Norconex / committer-elasticsearch

Implementation of Norconex Committer for Elasticsearch.
https://opensource.norconex.com/committers/elasticsearch/
Apache License 2.0
11 stars 6 forks source link

add analyzer to specific field #9

Closed aleha84 closed 7 years ago

aleha84 commented 7 years ago

Using version 3.0.0-SNAPSHOT
When executing command like this: GET /index/type/_mapping/field/content see this:

{
  "index": {
    "mappings": {
      "type": {
        "content": {
          "full_name": "content",
          "mapping": {
            "content": {
              "type": "text",
              "fields": {
                "keyword": {
                  "type": "keyword",
                  "ignore_above": 256
                }
              }
            }
          }
        }
      }
    }
  }
}

is it possible to add specific analyzer for specific fields? Like described here: https://www.elastic.co/guide/en/elasticsearch/reference/current/analyzer.html Most of my content is in russian language and i want perform seraching by content field using russian morfology and stop words.

essiembre commented 7 years ago

This channel is for the Norconex Elasticsearch Committer only. I think what you are asking is related to the configuration of Elasticsearch itself, not the Committer library. Please confirm.
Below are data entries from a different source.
use actix_web::{HttpRequest, HttpResponse, Result as ActixResult, web};

use super::SystemService;
use crate::models::system::HealthResponse;
use crate::models::{ApiResponse, AppStartTime};

pub async fn get_health(
    _service: &SystemService,
    request: &HttpRequest,
) -> ActixResult<HttpResponse> {
    let now = chrono::Utc::now();
    let started_at = request
        .app_data::<web::Data<AppStartTime>>()
        .map(|start| start.start_datetime)
        .unwrap_or(now);

    let response = HealthResponse {
        status: "ok".to_string(),
        version: env!("CARGO_PKG_VERSION").to_string(),
        started_at,
        uptime_seconds: now.signed_duration_since(started_at).num_seconds(),
    };

    Ok(HttpResponse::Ok().json(ApiResponse::success(response, "Service is healthy")))
}
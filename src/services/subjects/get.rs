use actix_web::{HttpRequest, HttpResponse, Result as ActixResult};
use tracing::info;

use super::{SubjectService, assemble_lms_subject, load_custom_subject};
use crate::errors::PortalError;
use crate::models::{ApiResponse, ErrorCode};
use crate::utils::SubjectId;

pub async fn get_subject(
    service: &SubjectService,
    request: &HttpRequest,
    subject_id: SubjectId,
) -> ActixResult<HttpResponse> {
    let storage = service.get_storage(request);

    match subject_id {
        SubjectId::Lms(course_id) => {
            let fetcher = service.get_fetcher(request);

            // 只提供配置中的 LMS 课程
            if !fetcher.is_configured(&course_id) {
                info!("Rejected request for unlisted LMS course {}", course_id);
                return Ok(subject_not_found());
            }

            match fetcher.fetch_course(&course_id).await {
                Ok(bundle) => {
                    let subject = assemble_lms_subject(&storage, &fetcher, bundle).await;
                    Ok(HttpResponse::Ok().json(ApiResponse::success(
                        subject,
                        "Subject retrieved successfully",
                    )))
                }
                Err(PortalError::NotFound(_)) => Ok(subject_not_found()),
                Err(e) => Ok(ApiResponse::<()>::from_error(
                    &e,
                    ErrorCode::LmsUnavailable,
                    "Failed to load subject from LMS",
                )),
            }
        }
        SubjectId::Custom(course_id) => {
            let course = match storage.get_course_by_id(&course_id).await {
                Ok(Some(course)) => course,
                Ok(None) => return Ok(subject_not_found()),
                Err(e) => {
                    return Ok(ApiResponse::<()>::from_error(
                        &e,
                        ErrorCode::InternalServerError,
                        "Failed to get subject",
                    ));
                }
            };

            match load_custom_subject(&storage, course).await {
                Ok(subject) => Ok(HttpResponse::Ok().json(ApiResponse::success(
                    subject,
                    "Subject retrieved successfully",
                ))),
                Err(e) => Ok(ApiResponse::<()>::from_error(
                    &e,
                    ErrorCode::InternalServerError,
                    "Failed to get subject",
                )),
            }
        }
    }
}

fn subject_not_found() -> HttpResponse {
    HttpResponse::NotFound().json(ApiResponse::error_empty(
        ErrorCode::SubjectNotFound,
        "Subject not found",
    ))
}
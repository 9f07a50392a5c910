pub mod responses;

pub use responses::HealthResponse;
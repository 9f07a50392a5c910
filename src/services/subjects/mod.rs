pub mod create;
pub mod get;
pub mod list;

use actix_web::{HttpRequest, HttpResponse, Result as ActixResult};
use std::sync::Arc;
use tracing::warn;

use crate::adapters::{subject_from_custom, subject_from_lms};
use crate::errors::Result;
use crate::lms::LmsFetcher;
use crate::models::courses::entities::CustomCourse;
use crate::models::courses::requests::CreateCourseRequest;
use crate::models::lms::LmsCourseBundle;
use crate::models::subjects::Subject;
use crate::storage::Storage;
use crate::utils::SubjectId;

pub struct SubjectService {
    storage: Option<Arc<dyn Storage>>,
    fetcher: Option<Arc<LmsFetcher>>,
}

impl SubjectService {
    pub fn new_lazy() -> Self {
        Self {
            storage: None,
            fetcher: None,
        }
    }

    pub(crate) fn get_storage(&self, request: &HttpRequest) -> Arc<dyn Storage> {
        if let Some(storage) = &self.storage {
            storage.clone()
        } else {
            request
                .app_data::<actix_web::web::Data<Arc<dyn Storage>>>()
                .expect("Storage not found in app data")
                .get_ref()
                .clone()
        }
    }

    pub(crate) fn get_fetcher(&self, request: &HttpRequest) -> Arc<LmsFetcher> {
        if let Some(fetcher) = &self.fetcher {
            fetcher.clone()
        } else {
            request
                .app_data::<actix_web::web::Data<Arc<LmsFetcher>>>()
                .expect("LMS fetcher not found in app data")
                .get_ref()
                .clone()
        }
    }

    // 获取全部课程（自定义课程 + LMS 课程）
    pub async fn list_subjects(&self, request: &HttpRequest) -> ActixResult<HttpResponse> {
        list::list_subjects(self, request).await
    }

    // 根据 ID 获取单门课程
    pub async fn get_subject(
        &self,
        request: &HttpRequest,
        subject_id: SubjectId,
    ) -> ActixResult<HttpResponse> {
        get::get_subject(self, request, subject_id).await
    }

    // 创建自定义课程，返回统一视图
    pub async fn create_subject(
        &self,
        request: &HttpRequest,
        course_data: CreateCourseRequest,
    ) -> ActixResult<HttpResponse> {
        create::create_subject(self, request, course_data).await
    }
}

/// 读取自定义课程的主题与资料，组装成统一视图
pub(crate) async fn load_custom_subject(
    storage: &Arc<dyn Storage>,
    course: CustomCourse,
) -> Result<Subject> {
    let (topics, materials) = tokio::join!(
        storage.list_topics_by_course(&course.id),
        storage.list_materials_by_course(&course.id)
    );
    Ok(subject_from_custom(course, topics?, materials?))
}

/// LMS 课程 + 挂在该课程上的自定义主题与资料
///
/// 自定义部分读取失败时只记录日志，课程本身照常返回。
pub(crate) async fn assemble_lms_subject(
    storage: &Arc<dyn Storage>,
    fetcher: &LmsFetcher,
    bundle: LmsCourseBundle,
) -> Subject {
    let course_id = bundle.course.id.to_string();
    let (topics, materials) = tokio::join!(
        storage.list_topics_by_course(&course_id),
        storage.list_materials_by_course(&course_id)
    );

    let topics = topics.unwrap_or_else(|e| {
        warn!("Failed to load custom topics of LMS course {}: {}", course_id, e);
        Vec::new()
    });
    let materials = materials.unwrap_or_else(|e| {
        warn!(
            "Failed to load custom materials of LMS course {}: {}",
            course_id, e
        );
        Vec::new()
    });

    subject_from_lms(
        bundle,
        fetcher.term_override(&course_id),
        topics,
        materials,
        chrono::Utc::now(),
    )
}
use actix_web::{HttpRequest, HttpResponse, Result as ActixResult};
use tracing::info;

use super::TopicService;
use crate::models::topics::requests::CreateTopicRequest;
use crate::models::{ApiResponse, ErrorCode};
use crate::utils::validate::is_store_id;

pub async fn create_topic(
    service: &TopicService,
    request: &HttpRequest,
    topic_data: CreateTopicRequest,
) -> ActixResult<HttpResponse> {
    let topic_data = match topic_data.validate() {
        Ok(data) => data,
        Err(msg) => {
            return Ok(HttpResponse::BadRequest()
                .json(ApiResponse::error_empty(ErrorCode::ValidationFailed, msg)));
        }
    };

    let storage = service.get_storage(request);

    // 自定义课程必须存在；LMS 课程 ID 不做校验
    if is_store_id(&topic_data.course_id) {
        match storage.get_course_by_id(&topic_data.course_id).await {
            Ok(Some(_)) => {}
            Ok(None) => {
                return Ok(HttpResponse::NotFound().json(ApiResponse::error_empty(
                    ErrorCode::CourseNotFound,
                    "Course not found",
                )));
            }
            Err(e) => {
                return Ok(ApiResponse::<()>::from_error(
                    &e,
                    ErrorCode::TopicCreationFailed,
                    "Topic creation failed",
                ));
            }
        }
    }

    match storage.create_topic(topic_data).await {
        Ok(topic) => {
            info!("Topic {} created in course {}", topic.id, topic.course_id);
            Ok(HttpResponse::Created()
                .json(ApiResponse::success(topic, "Topic created successfully")))
        }
        Err(e) => Ok(ApiResponse::<()>::from_error(
            &e,
            ErrorCode::TopicCreationFailed,
            "Topic creation failed",
        )),
    }
}
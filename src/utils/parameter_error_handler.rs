//! 请求参数解析错误处理
//!
//! 统一将 JSON 与查询参数的解析错误转换为 400 响应。

use actix_web::{
    HttpRequest, HttpResponse,
    error::{InternalError, JsonPayloadError, QueryPayloadError},
};
use tracing::debug;

use crate::models::{ApiResponse, ErrorCode};

pub fn json_error_handler(err: JsonPayloadError, req: &HttpRequest) -> actix_web::Error {
    debug!("Invalid JSON payload for {}: {}", req.path(), err);
    let message = match &err {
        JsonPayloadError::ContentType => "Content-Type must be application/json".to_string(),
        JsonPayloadError::OverflowKnownLength { .. } | JsonPayloadError::Overflow { .. } => {
            "Request body is too large".to_string()
        }
        other => format!("Invalid request body: {other}"),
    };
    let response =
        HttpResponse::BadRequest().json(ApiResponse::error_empty(ErrorCode::BadRequest, &message));
    InternalError::from_response(err, response).into()
}

pub fn query_error_handler(err: QueryPayloadError, req: &HttpRequest) -> actix_web::Error {
    debug!("Invalid query string for {}: {}", req.path(), err);
    let response = HttpResponse::BadRequest().json(ApiResponse::error_empty(
        ErrorCode::BadRequest,
        format!("Invalid query parameters: {err}"),
    ));
    InternalError::from_response(err, response).into()
}
use serde::Serialize;
use ts_rs::TS;

#[derive(Debug, Serialize, TS)]
#[ts(export, export_to = "../frontend/src/types/generated/system.ts")]
pub struct HealthResponse {
    pub status: String,                            // 服务状态
    pub version: String,                           // 服务版本
    pub started_at: chrono::DateTime<chrono::Utc>, // 启动时间
    pub uptime_seconds: i64,                       // 已运行秒数
}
aleha84 commented 7 years ago

If I understand correctly, mappings in Elastic creates automatically based on the data that is sent there, so then i run crawler first tyme with elastic commiter it creates an index and type automatically. But after the crawling is finished i have filled index, and i can't modify it's type fields analyser property, because anylyse is happened at index time.

essiembre commented 7 years ago

That's because you are using the dynamic mapping feature of Elasticsearch, which tries to guess the data types of each fields it receives. If you want to control this, you have to define the schema yourself (static mapping). This is something you do within Elasticsearch, not the Collector (refer to Elastic documentation for this).

This being said, if you want to discover which fields are found, you can leave the dynamic mapping while you are developing/testing. Then you can analyze the fields you get and create the best schema for you before re-indexing for real.

You can also use a few different taggers to help you get just what you want. For instance:

The above are part of the Importer module and it is recommended to use them as post-parse handlers so all fields extracted during the parsing of documents are there.

aleha84 commented 7 years ago

Already have workaroud. Bebore first indexing, just put some mapping for "content" and "title" fields with specific analyzer properties. Commiter is only updates these properties, but not override existing. Forks fine. Will think about KeepOnlyTagger. Thx.

essiembre commented 7 years ago

Great, thanks for confirming.